Problem statement: Each line of the listing that includes the string "returns" is to be identified and copied.

Exercise materials:

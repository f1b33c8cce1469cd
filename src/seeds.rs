//! Fallback records served when every generation attempt failed.
//!
//! The built-in set guarantees a usable answer for any story or challenge
//! request even with no config and no working generator. Extra records from
//! configuration are accepted only after the same post-processing and
//! validation that generated content gets.

use rand::seq::SliceRandom;
use tracing::{error, info};

use crate::config::{FallbackCfg, FallbackEntryCfg, PipelineSettings};
use crate::domain::{
  ChallengeRecord, ChallengeType, ContentKind, ContentRecord, Difficulty, GenerationRequest, StoryRecord,
};
use crate::postprocess::{post_process, PostContext};
use crate::validate::into_record;

#[derive(Clone, Debug)]
struct StoryEntry {
  level: u8,
  record: StoryRecord,
}

#[derive(Clone, Debug)]
struct ChallengeEntry {
  level: u8,
  language: String,
  record: ChallengeRecord,
}

/// Immutable lookup table of fallback records, keyed by kind, subtype, level
/// and (for challenges) language.
#[derive(Clone, Debug)]
pub struct FallbackTable {
  stories: Vec<StoryEntry>,
  challenges: Vec<ChallengeEntry>,
}

impl Default for FallbackTable {
  fn default() -> Self {
    Self { stories: seed_stories(), challenges: seed_challenges() }
  }
}

impl FallbackTable {
  /// Built-ins plus every configured entry that survives normalization.
  pub fn with_config(cfg: &FallbackCfg, settings: &PipelineSettings) -> Self {
    let mut table = Self::default();
    for entry in &cfg.stories {
      match normalize_entry(entry, ContentKind::Story, settings) {
        Ok(ContentRecord::Story(record)) => table.stories.push(StoryEntry { level: entry.level, record }),
        Ok(_) => {}
        Err(e) => error!(target: "pipeline", level = entry.level, error = %e, "Skipping invalid fallback story"),
      }
    }
    for entry in &cfg.challenges {
      match normalize_entry(entry, ContentKind::Challenge, settings) {
        Ok(ContentRecord::Challenge(record)) => table.challenges.push(ChallengeEntry {
          level: entry.level,
          language: entry_language(entry).to_string(),
          record,
        }),
        Ok(_) => {}
        Err(e) => error!(target: "pipeline", level = entry.level, error = %e, "Skipping invalid fallback challenge"),
      }
    }
    info!(
      target: "pipeline",
      stories = table.stories.len(),
      challenges = table.challenges.len(),
      "Fallback table ready"
    );
    table
  }

  /// Fallback for a request, or `None` for kinds that have no fallback (feedback).
  pub fn lookup(&self, req: &GenerationRequest) -> Option<ContentRecord> {
    match req.kind {
      ContentKind::Story => self.story(req.level()).map(ContentRecord::Story),
      ContentKind::Challenge => self
        .challenge(req.level(), req.language(), req.params.challenge_type)
        .map(ContentRecord::Challenge),
      ContentKind::Feedback => None,
    }
  }

  pub fn story(&self, level: u8) -> Option<StoryRecord> {
    let picked = closest_level(&self.stories, level, |e| e.level)?;
    Some(picked.record.clone())
  }

  /// Entries in `language` are preferred. The subtype is the requested one,
  /// else picked at random among those the language has. Lookup widens from
  /// (language, subtype) to (any language, subtype) to the whole table, so a
  /// non-empty table always yields a record.
  pub fn challenge(&self, level: u8, language: &str, ctype: Option<ChallengeType>) -> Option<ChallengeRecord> {
    let all: Vec<&ChallengeEntry> = self.challenges.iter().collect();
    let same_lang: Vec<&ChallengeEntry> =
      all.iter().copied().filter(|e| e.language.eq_ignore_ascii_case(language.trim())).collect();

    let ctype = ctype.or_else(|| {
      let pool = if same_lang.is_empty() { &all } else { &same_lang };
      let available: Vec<ChallengeType> = ChallengeType::ALL
        .into_iter()
        .filter(|t| pool.iter().any(|e| e.record.challenge_type == *t))
        .collect();
      available.choose(&mut rand::thread_rng()).copied()
    });

    let candidates = match ctype {
      Some(t) => [of_type(&same_lang, t), of_type(&all, t)]
        .into_iter()
        .find(|c| !c.is_empty())
        .unwrap_or_else(|| all.clone()),
      None => all.clone(),
    };

    let picked = closest_level(&candidates, level, |e| e.level)?;
    Some(picked.record.clone())
  }
}

fn of_type<'a>(pool: &[&'a ChallengeEntry], t: ChallengeType) -> Vec<&'a ChallengeEntry> {
  pool.iter().copied().filter(|e| e.record.challenge_type == t).collect()
}

/// Highest level not above `level`; below the table, the lowest entry. Ties
/// are broken at random.
fn closest_level<T: Clone>(items: &[T], level: u8, level_of: impl Fn(&T) -> u8) -> Option<T> {
  let target = items
    .iter()
    .map(&level_of)
    .filter(|l| *l <= level)
    .max()
    .or_else(|| items.iter().map(&level_of).min())?;
  let candidates: Vec<&T> = items.iter().filter(|i| level_of(*i) == target).collect();
  candidates.choose(&mut rand::thread_rng()).map(|c| (*c).clone())
}

fn entry_language(entry: &FallbackEntryCfg) -> &str {
  entry.language.as_deref().filter(|l| !l.trim().is_empty()).unwrap_or("python")
}

fn normalize_entry(
  entry: &FallbackEntryCfg,
  kind: ContentKind,
  settings: &PipelineSettings,
) -> Result<ContentRecord, crate::error::PipelineError> {
  let ctx = PostContext { settings, language: entry_language(entry), level: entry.level.max(1) };
  let map = post_process(entry.fields.clone(), kind, &ctx)?;
  into_record(kind, map)
}

fn story(title: &str, story: &str, objective: &str, setting: &str, character: &str) -> StoryRecord {
  StoryRecord {
    title: title.into(),
    story: story.into(),
    objective: objective.into(),
    setting: Some(setting.into()),
    character: Some(character.into()),
  }
}

fn seed_stories() -> Vec<StoryEntry> {
  vec![
    StoryEntry {
      level: 1,
      record: story(
        "The Whispering Terminal",
        "Deep in the Byte Forest an old terminal flickers to life. Its screen shows a half-written spell, and the forest guardians say only a coder can finish it and wake the sleeping village.",
        "Repair the terminal's broken spell by solving its coding puzzles.",
        "A moonlit forest of glowing circuit-trees.",
        "Pixel, a curious owl who speaks only in error messages.",
      ),
    },
    StoryEntry {
      level: 2,
      record: story(
        "Loops of the Endless River",
        "The river around Iteration Island keeps flowing in circles. Boats never reach the shore because someone scrambled the loop that steers them. The ferry master needs your help before nightfall.",
        "Fix the steering loops so the ferries can reach the harbor.",
        "A misty island ringed by a river that bends back on itself.",
        "Captain Range, a grumpy ferry master with a wooden leg.",
      ),
    },
    StoryEntry {
      level: 3,
      record: story(
        "The Function Fortress",
        "The Fortress of Functions has locked its gates. Each door answers only to a correctly defined function, and the Null Knight patrols the halls looking for careless code.",
        "Unlock the fortress gates by writing the functions each door demands.",
        "A stone fortress whose doors are carved with function signatures.",
        "The Null Knight, an armored guard who returns nothing.",
      ),
    },
    StoryEntry {
      level: 4,
      record: story(
        "The Dictionary Dragon",
        "A dragon guards the Great Library and has hidden every book under a secret key. Only those who master lookups and data structures can convince it to share the lost knowledge.",
        "Retrieve the lost books by solving the dragon's data riddles.",
        "A towering library lit by floating lanterns of text.",
        "Lexi, an ancient dragon who collects keys and values.",
      ),
    },
  ]
}

#[allow(clippy::too_many_arguments)]
fn challenge(
  question: &str,
  challenge_type: ChallengeType,
  options: Option<[&str; 4]>,
  template: Option<&str>,
  code: Option<&str>,
  answer: &str,
  hint: &str,
  explanation: &str,
  difficulty: Difficulty,
  xp_reward: u32,
) -> ChallengeRecord {
  ChallengeRecord {
    question: question.into(),
    challenge_type,
    options: options.map(|o| o.iter().map(|s| s.to_string()).collect()),
    template: template.map(str::to_string),
    code: code.map(str::to_string),
    answer: answer.into(),
    hint: hint.into(),
    explanation: explanation.into(),
    difficulty,
    xp_reward,
  }
}

fn seed_challenges() -> Vec<ChallengeEntry> {
  use ChallengeType::{FillInBlank, MultipleChoice};
  use Difficulty::{Easy, Hard, Medium};

  let py = |level: u8, record: ChallengeRecord| ChallengeEntry { level, language: "python".into(), record };
  let js = |level: u8, record: ChallengeRecord| ChallengeEntry { level, language: "javascript".into(), record };

  vec![
    py(
      1,
      challenge(
        "Complete the code so it greets the hero by name.",
        FillInBlank,
        None,
        Some("name = _____\n_____(\"Hello, \" + name)"),
        None,
        "\"Pixel\", print",
        "Strings go in quotes, and there is a built-in that writes to the screen.",
        "The variable needs a string value and print() displays text.",
        Easy,
        10,
      ),
    ),
    py(
      1,
      challenge(
        "What does this code print?",
        MultipleChoice,
        Some(["5", "23", "Error", "None"]),
        None,
        Some("x = 2\ny = 3\nprint(x + y)"),
        "5",
        "Both variables hold numbers, not strings.",
        "x + y adds the integers 2 and 3, so print shows 5.",
        Easy,
        10,
      ),
    ),
    py(
      2,
      challenge(
        "Fill in the loop so it prints the numbers 0 to 4.",
        FillInBlank,
        None,
        Some("for _____ in _____(5):\n    print(i)"),
        None,
        "i, range",
        "The loop variable is printed inside the body.",
        "range(5) yields 0 through 4 and i takes each value in turn.",
        Medium,
        20,
      ),
    ),
    py(
      2,
      challenge(
        "How many times does this loop print \"splash\"?",
        MultipleChoice,
        Some(["2", "3", "4", "Forever"]),
        None,
        Some("count = 0\nwhile count < 3:\n    print(\"splash\")\n    count += 1"),
        "3",
        "Track the value of count after every pass.",
        "count goes 0, 1, 2 and the loop stops once it reaches 3.",
        Medium,
        20,
      ),
    ),
    py(
      3,
      challenge(
        "Complete the function so it returns the square of a number.",
        FillInBlank,
        None,
        Some("_____ square(n):\n    _____ n * n"),
        None,
        "def, return",
        "Python functions start with a keyword and hand back a value with another.",
        "def declares the function and return sends n * n back to the caller.",
        Hard,
        30,
      ),
    ),
    py(
      3,
      challenge(
        "What is the value of result after this code runs?",
        MultipleChoice,
        Some(["[1, 4, 9]", "[1, 2, 3]", "[2, 4, 6]", "14"]),
        None,
        Some("nums = [1, 2, 3]\nresult = [n * n for n in nums]"),
        "[1, 4, 9]",
        "A list comprehension applies the expression to every element.",
        "Each number is squared, giving [1, 4, 9].",
        Hard,
        30,
      ),
    ),
    js(
      1,
      challenge(
        "Complete the code so it logs the hero's name.",
        FillInBlank,
        None,
        Some("_____ name = \"Pixel\";\nconsole._____(name);"),
        None,
        "const, log",
        "Declare a constant, then use the console method that prints.",
        "const declares the variable and console.log prints it.",
        Easy,
        10,
      ),
    ),
    js(
      1,
      challenge(
        "What does this code log?",
        MultipleChoice,
        Some(["\"23\"", "5", "NaN", "undefined"]),
        None,
        Some("const a = \"2\";\nconst b = 3;\nconsole.log(a + b);"),
        "\"23\"",
        "One operand is a string.",
        "+ with a string operand concatenates, so the result is \"23\".",
        Easy,
        10,
      ),
    ),
  ]
}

Exercise answer:
        "The Null Knight, an armored guard who returns nothing.",
        "Complete the function so it returns the square of a number.",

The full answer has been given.